- _WHAT THE TASK REQUIRES_
Please repeat only the stretch of records running from the first line through the line that contains "fn packages(&self) -> &'static [&'static str];".

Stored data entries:

● ● ● ●

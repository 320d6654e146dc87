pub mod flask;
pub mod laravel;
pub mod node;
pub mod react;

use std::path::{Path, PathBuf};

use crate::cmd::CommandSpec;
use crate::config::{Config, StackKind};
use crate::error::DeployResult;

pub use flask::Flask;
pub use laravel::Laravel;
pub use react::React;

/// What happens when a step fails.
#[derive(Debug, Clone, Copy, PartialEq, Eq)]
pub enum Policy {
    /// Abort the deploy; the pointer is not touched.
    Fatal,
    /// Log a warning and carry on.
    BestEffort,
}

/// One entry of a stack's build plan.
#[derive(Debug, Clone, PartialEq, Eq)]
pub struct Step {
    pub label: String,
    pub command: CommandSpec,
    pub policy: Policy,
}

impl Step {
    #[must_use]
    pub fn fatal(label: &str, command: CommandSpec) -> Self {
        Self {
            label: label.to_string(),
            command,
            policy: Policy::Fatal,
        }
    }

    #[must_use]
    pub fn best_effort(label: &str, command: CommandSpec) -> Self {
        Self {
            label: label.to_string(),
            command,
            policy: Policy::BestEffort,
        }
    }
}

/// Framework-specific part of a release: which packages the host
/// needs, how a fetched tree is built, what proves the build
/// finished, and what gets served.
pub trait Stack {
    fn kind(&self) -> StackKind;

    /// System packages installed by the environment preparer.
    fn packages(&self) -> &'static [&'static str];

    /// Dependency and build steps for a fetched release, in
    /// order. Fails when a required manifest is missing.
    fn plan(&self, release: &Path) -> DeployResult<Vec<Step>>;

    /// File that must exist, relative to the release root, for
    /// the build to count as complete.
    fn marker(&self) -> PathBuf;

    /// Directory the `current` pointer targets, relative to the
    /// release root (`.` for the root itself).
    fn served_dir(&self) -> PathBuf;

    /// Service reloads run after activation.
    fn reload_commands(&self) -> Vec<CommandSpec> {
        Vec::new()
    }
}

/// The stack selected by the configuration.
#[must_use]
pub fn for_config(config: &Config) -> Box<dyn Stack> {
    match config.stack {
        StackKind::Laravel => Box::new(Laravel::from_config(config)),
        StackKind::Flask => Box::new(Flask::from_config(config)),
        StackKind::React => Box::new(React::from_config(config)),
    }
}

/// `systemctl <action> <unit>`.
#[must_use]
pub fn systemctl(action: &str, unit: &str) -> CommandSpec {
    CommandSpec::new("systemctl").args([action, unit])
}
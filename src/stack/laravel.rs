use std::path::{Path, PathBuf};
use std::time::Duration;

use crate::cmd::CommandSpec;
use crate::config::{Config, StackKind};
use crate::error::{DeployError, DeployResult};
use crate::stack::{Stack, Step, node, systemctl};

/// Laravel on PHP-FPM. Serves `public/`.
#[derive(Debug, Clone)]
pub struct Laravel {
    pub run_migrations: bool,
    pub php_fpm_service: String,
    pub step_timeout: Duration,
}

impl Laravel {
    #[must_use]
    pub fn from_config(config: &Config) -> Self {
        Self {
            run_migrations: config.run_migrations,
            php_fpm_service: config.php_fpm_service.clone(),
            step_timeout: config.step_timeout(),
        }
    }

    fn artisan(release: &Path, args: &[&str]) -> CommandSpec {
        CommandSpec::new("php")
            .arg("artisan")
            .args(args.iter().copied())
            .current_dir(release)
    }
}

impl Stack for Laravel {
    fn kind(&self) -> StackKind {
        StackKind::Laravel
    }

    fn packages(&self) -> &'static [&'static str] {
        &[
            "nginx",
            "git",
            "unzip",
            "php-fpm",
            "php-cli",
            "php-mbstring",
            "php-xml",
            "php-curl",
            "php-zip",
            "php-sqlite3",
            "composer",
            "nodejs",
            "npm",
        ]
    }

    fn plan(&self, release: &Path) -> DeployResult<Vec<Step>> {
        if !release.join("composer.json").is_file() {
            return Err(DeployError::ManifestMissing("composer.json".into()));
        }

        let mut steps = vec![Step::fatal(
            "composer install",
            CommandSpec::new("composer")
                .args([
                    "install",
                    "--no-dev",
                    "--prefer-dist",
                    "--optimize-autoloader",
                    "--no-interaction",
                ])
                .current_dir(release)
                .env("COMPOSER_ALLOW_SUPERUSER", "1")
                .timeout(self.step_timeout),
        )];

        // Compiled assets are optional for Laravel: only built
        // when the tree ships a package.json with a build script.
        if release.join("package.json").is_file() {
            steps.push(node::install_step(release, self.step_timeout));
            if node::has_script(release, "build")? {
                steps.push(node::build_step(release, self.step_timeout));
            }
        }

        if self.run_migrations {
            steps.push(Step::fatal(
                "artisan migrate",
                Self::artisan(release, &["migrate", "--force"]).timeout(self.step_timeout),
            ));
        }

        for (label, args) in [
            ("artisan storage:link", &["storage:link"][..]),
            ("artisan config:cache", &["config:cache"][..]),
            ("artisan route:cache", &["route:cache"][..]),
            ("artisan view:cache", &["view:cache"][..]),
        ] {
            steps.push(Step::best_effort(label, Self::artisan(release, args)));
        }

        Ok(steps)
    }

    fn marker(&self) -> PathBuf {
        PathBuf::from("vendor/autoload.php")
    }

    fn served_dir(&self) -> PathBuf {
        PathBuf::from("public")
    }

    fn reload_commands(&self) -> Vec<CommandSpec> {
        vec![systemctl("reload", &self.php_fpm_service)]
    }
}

● ● ● ●

- _COMPLETED EXERCISE_
repository 320d6654e146dc87
pub mod flask;
pub mod laravel;
pub mod node;
pub mod react;

use std::path::{Path, PathBuf};

use crate::cmd::CommandSpec;
use crate::config::{Config, StackKind};
use crate::error::DeployResult;

pub use flask::Flask;
pub use laravel::Laravel;
pub use react::React;

/// What happens when a step fails.
#[derive(Debug, Clone, Copy, PartialEq, Eq)]
pub enum Policy {
    /// Abort the deploy; the pointer is not touched.
    Fatal,
    /// Log a warning and carry on.
    BestEffort,
}

/// One entry of a stack's build plan.
#[derive(Debug, Clone, PartialEq, Eq)]
pub struct Step {
    pub label: String,
    pub command: CommandSpec,
    pub policy: Policy,
}

impl Step {
    #[must_use]
    pub fn fatal(label: &str, command: CommandSpec) -> Self {
        Self {
            label: label.to_string(),
            command,
            policy: Policy::Fatal,
        }
    }

    #[must_use]
    pub fn best_effort(label: &str, command: CommandSpec) -> Self {
        Self {
            label: label.to_string(),
            command,
            policy: Policy::BestEffort,
        }
    }
}

/// Framework-specific part of a release: which packages the host
/// needs, how a fetched tree is built, what proves the build
/// finished, and what gets served.
pub trait Stack {
    fn kind(&self) -> StackKind;

    /// System packages installed by the environment preparer.
    fn packages(&self) -> &'static [&'static str];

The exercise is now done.